» Exercise description: The full listing below is to be written out exactly.

» Records for the exercise:
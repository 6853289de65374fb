//! Solutions implemented for Advent of Code 2025.
//!
//! This module provides [`run_day`] to dynamically run a solution by its day.
//!
//! Steps to make a solution available to run:
//! 1. Make a submodule to hold the solution implementation.
//! 2. Have the submodule implement [`AdventOfCode2025<DAY>`] for its day as a [`SolutionRunner`].
//! 3. Import the submodule below `IMPORT SUBMODULES HERE`
//! 4. Add a match case to run [`AdventOfCode2025<DAY>`] for a day, below `MATCH SOLUTIONS HERE`:
//!
//! ```ignore
//! // matching for day 4
//! 4 => AdventOfCode2025::<4>::run(input, handler, options),
//! ```

#![warn(clippy::dbg_macro, clippy::print_stderr, clippy::print_stdout)]

use aoc_framework::DynamicResult;
use aoc_framework::runner::{OutputHandler, RunOptions, SolutionRunner};
use thiserror::Error;

// --- IMPORT SUBMODULES HERE ---
mod day04;
mod day07;

/// A structure collecting solutions by day.
///
/// In a submodule, implement this as a [`SolutionRunner`] for the day with
/// [`#[solution_runner]`][aoc_framework::runner::solution_runner]:
///
/// ```ignore
/// #[solution_runner(name = "Day 4", parsed = PaperGrid, part_one = Day04, part_two = Day04)]
/// impl super::AdventOfCode2025<4> {}
/// ```
struct AdventOfCode2025<const DAY: u8>;

/// A solution for a day is not available.
#[derive(Error, Debug)]
#[error("no solution available for day {0}")]
pub struct DayNotAvailable(u8);

/// Run a solution based on the day.
///
/// # Errors
///
/// If the solution for the given day is not available, a [`DayNotAvailable`] error is returned.
///
/// Any dynamically dispatched error from running the solution is propagated.
pub fn run_day(
    day: u8,
    input: &str,
    handler: &mut dyn OutputHandler,
    options: RunOptions,
) -> DynamicResult<()> {
    match day {
        // --- MATCH SOLUTIONS HERE ---
        4 => AdventOfCode2025::<4>::run(input, handler, options),
        7 => AdventOfCode2025::<7>::run(input, handler, options),
        _ => Err(DayNotAvailable(day).into()),
    }
}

» Your solution:
repository 6853289de65374fb
//! Solutions implemented for Advent of Code 2025.
//!
//! This module provides [`run_day`] to dynamically run a solution by its day.
//!
//! Steps to make a solution available to run:
//! 1. Make a submodule to hold the solution implementation.
//! 2. Have the submodule implement [`AdventOfCode2025<DAY>`] for its day as a [`SolutionRunner`].
//! 3. Import the submodule below `IMPORT SUBMODULES HERE`
//! 4. Add a match case to run [`AdventOfCode2025<DAY>`] for a day, below `MATCH SOLUTIONS HERE`:
//!
//! ```ignore
//! // matching for day 4
//! 4 => AdventOfCode2025::<4>::run(input, handler, options),
//! ```

#![warn(clippy::dbg_macro, clippy::print_stderr, clippy::print_stdout)]

use aoc_framework::DynamicResult;
use aoc_framework::runner::{OutputHandler, RunOptions, SolutionRunner};
use thiserror::Error;

// --- IMPORT SUBMODULES HERE ---
mod day04;
mod day07;

/// A structure collecting solutions by day.
///
/// In a submodule, implement this as a [`SolutionRunner`] for the day with
/// [`#[solution_runner]`][aoc_framework::runner::solution_runner]:
///
/// ```ignore
/// #[solution_runner(name = "Day 4", parsed = PaperGrid, part_one = Day04, part_two = Day04)]
/// impl super::AdventOfCode2025<4> {}
/// ```
struct AdventOfCode2025<const DAY: u8>;

/// A solution for a day is not available.
#[derive(Error, Debug)]
#[error("no solution available for day {0}")]
pub struct DayNotAvailable(u8);

/// Run a solution based on the day.
///
/// # Errors
///
/// If the solution for the given day is not available, a [`DayNotAvailable`] error is returned.
///
/// Any dynamically dispatched error from running the solution is propagated.
pub fn run_day(
    day: u8,
    input: &str,
    handler: &mut dyn OutputHandler,
    options: RunOptions,
) -> DynamicResult<()> {
    match day {
        // --- MATCH SOLUTIONS HERE ---
        4 => AdventOfCode2025::<4>::run(input, handler, options),
        7 => AdventOfCode2025::<7>::run(input, handler, options),
        _ => Err(DayNotAvailable(day).into()),
    }
}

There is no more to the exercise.